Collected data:
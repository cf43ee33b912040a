use cedict_types::char_units;

/// Translates unit offsets (UTF-16 model) into byte offsets of a raw source.
///
/// Unlike the builder, this works on the text exactly as the reader holds
/// it, so a `\r` before a line feed counts as its own unit.
pub struct UnitMap<'a> {
    text: &'a str,
    /// `(unit, byte)` position of every line start.
    line_starts: Vec<(u64, usize)>,
}

impl<'a> UnitMap<'a> {
    pub fn new(text: &'a str) -> Self {
        let mut line_starts = vec![(0, 0)];
        let mut units = 0u64;
        for (idx, c) in text.char_indices() {
            units += char_units(c);
            if c == '\n' {
                line_starts.push((units, idx + 1));
            }
        }
        Self { text, line_starts }
    }

    pub fn text(&self) -> &'a str {
        self.text
    }

    /// Byte offset for `unit`, or `None` past the end or inside a surrogate pair.
    pub fn byte_offset(&self, unit: u64) -> Option<usize> {
        let slot = self
            .line_starts
            .partition_point(|(u, _)| *u <= unit)
            .checked_sub(1)?;
        let (mut at_unit, mut at_byte) = self.line_starts[slot];
        for c in self.text[at_byte..].chars() {
            if at_unit >= unit {
                break;
            }
            at_unit += char_units(c);
            at_byte += c.len_utf8();
        }
        (at_unit == unit).then_some(at_byte)
    }

    /// Text from `unit` to the end of its line, without the terminator.
    pub fn line_at(&self, unit: u64) -> Option<&'a str> {
        let start = self.byte_offset(unit)?;
        if start >= self.text.len() {
            return None;
        }
        let rest = &self.text[start..];
        let line = rest.split('\n').next().unwrap_or(rest);
        Some(line.trim_end_matches('\r'))
    }
}
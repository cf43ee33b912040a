use std::env;
use std::path::{Path, PathBuf};

use cedict_index::{BuildOptions, KeySeparator, LoadMode, MergePolicy};
use cedict_types::LineEnding;
use tracing::warn;

pub const DATA_DIR_ENV: &str = "CEDICT_DATA_DIR";
pub const LOAD_MODE_ENV: &str = "CEDICT_LOAD_MODE";
const DEFAULT_DATA_DIR: &str = "data";

/// File names and flags of one dictionary language, as shipped in the data directory.
#[derive(Clone, Copy, Debug, Eq, PartialEq)]
pub struct Preset {
    pub name: &'static str,
    pub dictionary: &'static str,
    pub decomposition: &'static str,
    pub output: &'static str,
    pub line_ending: LineEnding,
    pub header_lines: usize,
}

pub const PRESETS: [Preset; 2] = [
    Preset {
        name: "en",
        dictionary: "cedict_en.u8",
        decomposition: "char_en.txt",
        output: "cedict_en.idx",
        line_ending: LineEnding::Crlf,
        header_lines: 30,
    },
    Preset {
        name: "vi",
        dictionary: "cedict_vi.u8",
        decomposition: "char_vi.txt",
        output: "cedict_vi.idx",
        line_ending: LineEnding::Lf,
        header_lines: 30,
    },
];

pub fn preset(name: &str) -> Option<&'static Preset> {
    PRESETS.iter().find(|p| p.name.eq_ignore_ascii_case(name))
}

impl Preset {
    /// Build settings for this preset with every file resolved under `data_dir`.
    pub fn job(&self, data_dir: &Path, load_mode: LoadMode) -> BuildJob {
        BuildJob {
            dictionary: data_dir.join(self.dictionary),
            decomposition: data_dir.join(self.decomposition),
            output: data_dir.join(self.output),
            header_lines: self.header_lines,
            line_ending: LineEndingChoice::Fixed(self.line_ending),
            policy: MergePolicy::CharacterSet,
            separator: None,
            load_mode,
        }
    }
}

/// A declared line ending, or `Auto` to detect it from the dictionary.
#[derive(Clone, Copy, Debug, Default, Eq, PartialEq)]
pub enum LineEndingChoice {
    Fixed(LineEnding),
    #[default]
    Auto,
}

impl LineEndingChoice {
    pub fn resolve(self, text: &str) -> LineEnding {
        match self {
            LineEndingChoice::Fixed(ending) => ending,
            LineEndingChoice::Auto => LineEnding::detect(text).unwrap_or_default(),
        }
    }
}

/// Everything `build` needs, after flags and presets are resolved.
#[derive(Clone, Debug, Eq, PartialEq)]
pub struct BuildJob {
    pub dictionary: PathBuf,
    pub decomposition: PathBuf,
    pub output: PathBuf,
    pub header_lines: usize,
    pub line_ending: LineEndingChoice,
    pub policy: MergePolicy,
    /// `None` picks the policy's usual separator.
    pub separator: Option<KeySeparator>,
    pub load_mode: LoadMode,
}

impl BuildJob {
    pub fn options(&self, dictionary_text: &str) -> BuildOptions {
        BuildOptions {
            header_lines: self.header_lines,
            line_ending: self.line_ending.resolve(dictionary_text),
            policy: self.policy,
            separator: self
                .separator
                .unwrap_or_else(|| self.policy.default_separator()),
        }
    }
}

pub fn data_dir(flag: Option<PathBuf>) -> PathBuf {
    data_dir_from(flag, env::var(DATA_DIR_ENV).ok())
}

fn data_dir_from(flag: Option<PathBuf>, env_value: Option<String>) -> PathBuf {
    flag.or_else(|| env_value.filter(|v| !v.is_empty()).map(PathBuf::from))
        .unwrap_or_else(|| PathBuf::from(DEFAULT_DATA_DIR))
}

pub fn load_mode(flag: Option<LoadMode>) -> LoadMode {
    load_mode_from(flag, env::var(LOAD_MODE_ENV).ok().as_deref())
}

fn load_mode_from(flag: Option<LoadMode>, env_value: Option<&str>) -> LoadMode {
    if let Some(mode) = flag {
        return mode;
    }
    match env_value {
        Some(raw) => LoadMode::from_name(raw).unwrap_or_else(|| {
            warn!("ignoring {LOAD_MODE_ENV}={raw}; expected mmap or owned");
            LoadMode::default()
        }),
        None => LoadMode::default(),
    }
}

// clap value parsers

pub fn parse_load_mode(raw: &str) -> Result<LoadMode, String> {
    LoadMode::from_name(raw).ok_or_else(|| format!("unknown load mode `{raw}` (mmap, owned)"))
}

pub fn parse_line_ending(raw: &str) -> Result<LineEndingChoice, String> {
    if raw.eq_ignore_ascii_case("auto") {
        return Ok(LineEndingChoice::Auto);
    }
    LineEnding::from_name(raw)
        .map(LineEndingChoice::Fixed)
        .ok_or_else(|| format!("unknown line ending `{raw}` (lf, crlf, auto)"))
}

pub fn parse_policy(raw: &str) -> Result<MergePolicy, String> {
    MergePolicy::from_name(raw)
        .ok_or_else(|| format!("unknown policy `{raw}` (characters, headword)"))
}

pub fn parse_separator(raw: &str) -> Result<KeySeparator, String> {
    KeySeparator::from_name(raw)
        .ok_or_else(|| format!("separator must be one character or `whitespace`, got `{raw}`"))
}

#[cfg(test)]
mod tests {
    use super::*;

    #[test]
    fn flags_beat_env_beat_defaults() {
        assert_eq!(
            load_mode_from(Some(LoadMode::Owned), Some("mmap")),
            LoadMode::Owned
        );
        assert_eq!(load_mode_from(None, Some("OWNED")), LoadMode::Owned);
        assert_eq!(load_mode_from(None, Some("paged")), LoadMode::Mmap);
        assert_eq!(load_mode_from(None, None), LoadMode::Mmap);

        assert_eq!(
            data_dir_from(Some("cli".into()), Some("env".into())),
            PathBuf::from("cli")
        );
        assert_eq!(data_dir_from(None, Some("env".into())), PathBuf::from("env"));
        assert_eq!(data_dir_from(None, Some(String::new())), PathBuf::from("data"));
        assert_eq!(data_dir_from(None, None), PathBuf::from("data"));
    }

    #[test]
    fn presets_match_historical_builds() {
        let en = preset("EN").unwrap();
        assert_eq!(en.line_ending, LineEnding::Crlf);
        assert_eq!(en.header_lines, 30);

        let job = preset("vi").unwrap().job(Path::new("/data"), LoadMode::Owned);
        assert_eq!(job.dictionary, PathBuf::from("/data/cedict_vi.u8"));
        assert_eq!(job.decomposition, PathBuf::from("/data/char_vi.txt"));
        assert_eq!(job.output, PathBuf::from("/data/cedict_vi.idx"));
        assert_eq!(job.options("").line_ending, LineEnding::Lf);
        assert_eq!(job.options("").separator, KeySeparator::Char('_'));

        assert!(preset("fr").is_none());
    }

    #[test]
    fn auto_line_ending_follows_the_dictionary() {
        assert_eq!(LineEndingChoice::Auto.resolve("a\r\nb\n"), LineEnding::Crlf);
        assert_eq!(LineEndingChoice::Auto.resolve("a\nb\r\n"), LineEnding::Lf);
        assert_eq!(LineEndingChoice::Auto.resolve("no terminator"), LineEnding::Lf);
        assert_eq!(
            LineEndingChoice::Fixed(LineEnding::Crlf).resolve("a\n"),
            LineEnding::Crlf
        );
    }

    #[test]
    fn parses_flag_values() {
        assert_eq!(parse_line_ending("AUTO"), Ok(LineEndingChoice::Auto));
        assert_eq!(
            parse_line_ending("crlf"),
            Ok(LineEndingChoice::Fixed(LineEnding::Crlf))
        );
        assert!(parse_line_ending("cr").is_err());
        assert_eq!(parse_policy("headword"), Ok(MergePolicy::ExactHeadword));
        assert_eq!(parse_separator(":"), Ok(KeySeparator::Char(':')));
        assert_eq!(parse_separator("whitespace"), Ok(KeySeparator::Whitespace));
        assert!(parse_separator("::").is_err());
        assert!(parse_load_mode("paged").is_err());
    }

    #[test]
    fn explicit_separator_overrides_policy_default() {
        let mut job = preset("en").unwrap().job(Path::new("d"), LoadMode::Mmap);
        job.policy = MergePolicy::ExactHeadword;
        assert_eq!(job.options("").separator, KeySeparator::Char(':'));
        job.separator = Some(KeySeparator::Whitespace);
        assert_eq!(job.options("").separator, KeySeparator::Whitespace);
    }
}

→ **Task objective**: From the first line of the data above through the line containing "for (idx, c)", repeat each line exactly, and add nothing.

→ **Solution to the exercise**:
repository cf43ee33b912040a
use cedict_types::char_units;

/// Translates unit offsets (UTF-16 model) into byte offsets of a raw source.
///
/// Unlike the builder, this works on the text exactly as the reader holds
/// it, so a `\r` before a line feed counts as its own unit.
pub struct UnitMap<'a> {
    text: &'a str,
    /// `(unit, byte)` position of every line start.
    line_starts: Vec<(u64, usize)>,
}

impl<'a> UnitMap<'a> {
    pub fn new(text: &'a str) -> Self {
        let mut line_starts = vec![(0, 0)];
        let mut units = 0u64;
        for (idx, c) in text.char_indices() {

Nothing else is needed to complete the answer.